Analysis: Where 2023’s title contenders can improve in 2024. Part 1: Top Fuel

Doug Kalitta was the 2023 NHRA Top Fuel champ, so he’s the nitro-powered rabbit everyone else is chasing, but let’s take a look at those who finished behind him and see what they need to do in 2024 to steal his crown.
03 Jan 2024
Brian Lohnes, NHRA on FOX announcer
Feature
Top Fuel

The 2024 NHRA Mission Foods Drag Racing Series promises to be an incredible follow-up on the 2023 campaign. The moves, plot twists, new teams, and energy around the entire sport is very, very high. All that is great, but once we get past the excitement and happy feelings, we need to remember that this is a sport of immediate results.

The immediate results lead to the long-term result of where a team finishes in the championship points standings. For the premier names in the sport, the No. 1 position is always the goal. Of course, with at least 10 Countdown to the Championship drivers wanting that honor and only one being able to receive it each year, the chase for performance and perfection is relentless.

In this series of stories, we’re going to look at the results and statistics from the 2023 season to see what areas the contenders that finished behind the champions need to improve upon to make an even stronger run in 2024.

As you’ll see, each team we profile has a different story than the one before and after it. This is why a drag racing season is so fascinating. Yes, the job is to get to the finish line first, but the challenges that confront each team in doing so all season long tend to be decidedly unique in and unto themselves.

As Doug Kalitta was the champ, he’s the nitro-powered rabbit everyone else is chasing, so let’s take a look at those who finished behind him and see what we find.

Steve Torrence: Second place

2023 Stumbling block: Starting-line consistency

The fix: Conjure the Steve Torrence of 2018-2021

Torrence averaged a .070 reaction time over the course of the 2023 season and appeared in more rounds of competition than even Doug Kalitta, so what’s the problem?

Torrence’s issue was situational in 2023, not sustained. He was on the wrong side of seven holeshots over the season. Reversing just a couple of them could have resulted in a fifth world championship for the Capco Contractors car. Again, his season average is in-line with the class; it was the situational strength of his starting line performance that let him down a handful of times and that left him just shy of a title in the end.

Leah Pruett: Third place

2023 Stumbling block: Qualifying session No. 1

The fix: Get it to the finish line more frequently on Fridays

As we all know, Pruett is vacating the seat of her Top Fuel dragster in 2024. The fact that her husband, Tony Stewart, will be driving changes more than a few elements of the car.

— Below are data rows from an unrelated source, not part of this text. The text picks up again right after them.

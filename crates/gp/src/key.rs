use ndarray_rand::rand::{RngCore, SeedableRng};
use rand_xoshiro::Xoshiro256Plus;

#[cfg(feature = "serializable")]
use serde::{Deserialize, Serialize};

/// An opaque and splittable source of randomness.
///
/// A key never changes: randomness is consumed by deriving new keys with [`Key::split`]
/// or by building a fresh generator with [`Key::rng`]. Hence the same key always splits
/// to the same pair of sub-keys and always yields the same random stream.
#[derive(Clone, Copy, Debug, PartialEq, Eq, Hash)]
#[cfg_attr(feature = "serializable", derive(Serialize, Deserialize))]
pub struct Key(u64);

impl Key {
    /// Key built from the given seed
    pub fn new(seed: u64) -> Self {
        Key(seed)
    }

    /// The seed value of the key
    pub fn seed(&self) -> u64 {
        self.0
    }

    /// Split the key into two independent sub-keys
    pub fn split(self) -> (Key, Key) {
        let mut rng = self.rng();
        (Key(rng.next_u64()), Key(rng.next_u64()))
    }

    /// Split the key into `n` independent sub-keys
    pub fn split_n(self, n: usize) -> Vec<Key> {
        let mut rng = self.rng();
        (0..n).map(|_| Key(rng.next_u64())).collect()
    }

    /// Random generator seeded by the key
    pub fn rng(self) -> Xoshiro256Plus {
        Xoshiro256Plus::seed_from_u64(self.0)
    }
}

impl Default for Key {
    fn default() -> Self {
        Key::new(42)
    }
}

#[cfg(test)]
mod tests {
    use super::*;
    use ndarray_rand::rand::Rng;

    #[test]
    fn test_split_is_deterministic() {
        let key = Key::new(123);
        assert_eq!(key.split(), key.split());
        let (k1, k2) = key.split();
        assert_ne!(k1, k2);
        assert_ne!(k1, key);
        assert_eq!(key.split_n(2), vec![k1, k2]);
    }

    #[test]
    fn test_rng_from_key() {
        let key = Key::new(7);
        let a: f64 = key.rng().gen();
        let b: f64 = key.rng().gen();
        assert_eq!(a, b);
        let c: f64 = Key::new(8).rng().gen();
        assert_ne!(a, c);
    }
}
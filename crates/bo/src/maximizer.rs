//! Continuous maximization of acquisition functions.
use crate::acquisition::{evaluate_at, first_argmax, AcquisitionFunction};
use crate::errors::{BoError, Result};
use crate::search_space::{ContinuousSearchSpace, SamplingStrategy};
use finitediff::FiniteDiff;
use gpbox_gp::Key;
use log::{debug, warn};
use ndarray::{Array1, Array2, Axis};
use rayon::prelude::*;
use serde::{Deserialize, Serialize};

/// Default max number of acquisition evaluations of one local optimization
pub const MAXIMIZER_MAX_EVAL_DEFAULT: usize = 200;

/// A strategy finding the point maximizing an acquisition function
pub trait AcquisitionMaximizer: Send + Sync {
    /// Maximizer of `acquisition` within `search_space` as a (1, d) matrix
    fn maximize(
        &self,
        acquisition: &dyn AcquisitionFunction,
        search_space: &ContinuousSearchSpace,
        key: Key,
    ) -> Result<Array2<f64>>;
}

/// Settings of the [`ContinuousAcquisitionMaximizer`]
#[derive(Clone, Debug, PartialEq, Serialize, Deserialize)]
pub struct MaximizerConfig {
    /// Number of candidates drawn to select the starting point of one local optimization
    pub(crate) num_initial_points: usize,
    /// Number of independent local optimizations
    pub(crate) num_restarts: usize,
    /// Strategy used to draw the candidates
    pub(crate) sampling_strategy: SamplingStrategy,
    /// Max number of acquisition evaluations of one local optimization
    pub(crate) max_eval: usize,
    /// Relative tolerance on the acquisition value to stop the local optimization
    pub(crate) ftol_rel: f64,
    /// Absolute tolerance on the acquisition value to stop the local optimization
    pub(crate) ftol_abs: f64,
}

impl Default for MaximizerConfig {
    fn default() -> Self {
        MaximizerConfig {
            num_initial_points: 100,
            num_restarts: 1,
            sampling_strategy: SamplingStrategy::Uniform,
            max_eval: MAXIMIZER_MAX_EVAL_DEFAULT,
            ftol_rel: 1e-6,
            ftol_abs: 1e-8,
        }
    }
}

impl MaximizerConfig {
    /// Sets the number of candidates drawn for each restart
    pub fn num_initial_points(mut self, num_initial_points: usize) -> Self {
        self.num_initial_points = num_initial_points;
        self
    }

    /// Sets the number of restarts
    pub fn num_restarts(mut self, num_restarts: usize) -> Self {
        self.num_restarts = num_restarts;
        self
    }

    /// Sets the candidate sampling strategy
    pub fn sampling_strategy(mut self, sampling_strategy: SamplingStrategy) -> Self {
        self.sampling_strategy = sampling_strategy;
        self
    }

    /// Sets the max number of evaluations of one local optimization
    pub fn max_eval(mut self, max_eval: usize) -> Self {
        self.max_eval = max_eval;
        self
    }

    /// Sets the relative tolerance of the local optimization
    pub fn ftol_rel(mut self, ftol_rel: f64) -> Self {
        self.ftol_rel = ftol_rel;
        self
    }

    /// Sets the absolute tolerance of the local optimization
    pub fn ftol_abs(mut self, ftol_abs: f64) -> Self {
        self.ftol_abs = ftol_abs;
        self
    }

    /// Checks the settings
    pub fn check(self) -> Result<Self> {
        if self.num_initial_points < 1 {
            return Err(BoError::InvalidValueError(
                "number of initial points should be at least 1".to_string(),
            ));
        }
        if self.num_restarts < 1 {
            return Err(BoError::InvalidValueError(
                "number of restarts should be at least 1".to_string(),
            ));
        }
        if self.ftol_rel.is_nan() || self.ftol_rel < 0. || self.ftol_abs.is_nan() || self.ftol_abs < 0. {
            return Err(BoError::InvalidValueError(format!(
                "tolerances should be positive, got ftol_rel={} ftol_abs={}",
                self.ftol_rel, self.ftol_abs
            )));
        }
        Ok(self)
    }
}

/// Multistart local maximization over a box domain.
///
/// Each restart draws candidates from the search space, starts a bounded SLSQP
/// optimization from the best candidate (the first one in case of ties) and keeps the
/// optimized point when it strictly improves on that candidate. Restarts use independent keys,
/// run in parallel and are compared in order.
#[derive(Clone, Debug, Default, Serialize, Deserialize)]
pub struct ContinuousAcquisitionMaximizer {
    config: MaximizerConfig,
}

impl ContinuousAcquisitionMaximizer {
    /// Maximizer drawing `num_initial_points` candidates for each of the `num_restarts`
    /// local optimizations.
    ///
    /// Fails with [`BoError::InvalidValueError`] when one of the counts is zero.
    pub fn new(num_initial_points: usize, num_restarts: usize) -> Result<Self> {
        Self::from_config(
            MaximizerConfig::default()
                .num_initial_points(num_initial_points)
                .num_restarts(num_restarts),
        )
    }

    /// Maximizer with the given settings
    pub fn from_config(config: MaximizerConfig) -> Result<Self> {
        Ok(ContinuousAcquisitionMaximizer {
            config: config.check()?,
        })
    }

    /// Settings of the maximizer
    pub fn config(&self) -> &MaximizerConfig {
        &self.config
    }

    /// Best point and value of one restart
    fn maximize_once(
        &self,
        acquisition: &dyn AcquisitionFunction,
        search_space: &ContinuousSearchSpace,
        key: Key,
    ) -> Result<(Array1<f64>, f64)> {
        let candidates = search_space.sample_with(
            self.config.num_initial_points,
            key,
            self.config.sampling_strategy,
        )?;
        let values = acquisition.evaluate(&candidates.view())?;
        let best = first_argmax(&values).ok_or_else(|| {
            BoError::InvalidValueError("acquisition is NaN at every candidate".to_string())
        })?;
        let x_start = candidates.row(best).to_owned();
        let y_start = values[best];
        debug!("Start local optimization from x={x_start} (acquisition={y_start})");

        let obj = |x: &[f64], gradient: Option<&mut [f64]>, _params: &mut ()| -> f64 {
            if x.iter().any(|v| v.is_nan()) {
                return f64::INFINITY;
            }
            let f = |x: &Vec<f64>| -> f64 { negated(acquisition, x) };
            if let Some(grad) = gradient {
                grad[..].copy_from_slice(&x.to_vec().central_diff(&f));
                if grad.iter().any(|g| !g.is_finite()) {
                    grad.iter_mut().for_each(|g| *g = 0.);
                }
            }
            negated(acquisition, x)
        };
        let cstrs: Vec<fn(&[f64], Option<&mut [f64]>, &mut ()) -> f64> = vec![];
        let res = slsqp::minimize(
            obj,
            &x_start.to_vec(),
            &search_space.bounds(),
            &cstrs,
            (),
            self.config.max_eval,
            Some(slsqp::StopTols {
                ftol_rel: self.config.ftol_rel,
                ftol_abs: self.config.ftol_abs,
                ..slsqp::StopTols::default()
            }),
        );
        let (converged, x_opt) = match res {
            Ok((_, x_opt, _)) => (true, x_opt),
            Err((_, x_opt, _)) => (false, x_opt),
        };
        let x_opt = search_space
            .clip(&Array1::from(x_opt).insert_axis(Axis(0)))
            .row(0)
            .to_owned();
        let y_opt = evaluate_at(acquisition, &x_opt.to_vec())?;

        if y_opt.is_finite() && y_opt > y_start {
            Ok((x_opt, y_opt))
        } else {
            if converged {
                debug!("Optimized point not better than the best candidate, keep candidate");
            } else {
                let err = BoError::OptimisationFailedError(format!(
                    "no improvement over the best candidate x={x_start} (acquisition={y_start})"
                ));
                warn!("{err}, fall back to best candidate");
            }
            Ok((x_start, y_start))
        }
    }
}

/// Opposite of the acquisition value, infinite where it is not defined
fn negated(acquisition: &dyn AcquisitionFunction, x: &[f64]) -> f64 {
    match evaluate_at(acquisition, x) {
        Ok(v) if v.is_finite() => -v,
        _ => f64::INFINITY,
    }
}

impl AcquisitionMaximizer for ContinuousAcquisitionMaximizer {
    fn maximize(
        &self,
        acquisition: &dyn AcquisitionFunction,
        search_space: &ContinuousSearchSpace,
        key: Key,
    ) -> Result<Array2<f64>> {
        let keys = key.split_n(self.config.num_restarts);
        let results = keys
            .into_par_iter()
            .map(|key| self.maximize_once(acquisition, search_space, key))
            .collect::<Result<Vec<_>>>()?;
        let values = Array1::from_iter(results.iter().map(|(_, y)| *y));
        let best = first_argmax(&values).unwrap_or(0);
        let (x_best, y_best) = &results[best];
        debug!("Acquisition maximized at x={x_best} (acquisition={y_best})");
        Ok(x_best.to_owned().insert_axis(Axis(0)))
    }
}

Balancing the dragster will be new territory for the team, but there is one constant they can improve to make a good thing even better.

The team averaged a qualifying position of nearly sixth over the season, and this was mainly because of their Friday struggles. Missing the first qualifying run caused crew chief Neil Strausbaugh to dial the car back and then creep up on it through the remaining sessions. If we look at the Countdown only, their average qualifying position moves to a worse 7.3.

Hitting the first qualifying session square will allow this already great car to evolve more fully through the remaining sessions and come into Sunday in its best possible form.

Justin Ashley: Fourth place

2023 Stumbling block: The September Swoon

The fix: Stay the course

Wait, what? Stay the course? For two seasons, this car has been as gnarly as it gets in the regular season and then faded in the Countdown and the answer is “Stay the course”? Quite simply, yes.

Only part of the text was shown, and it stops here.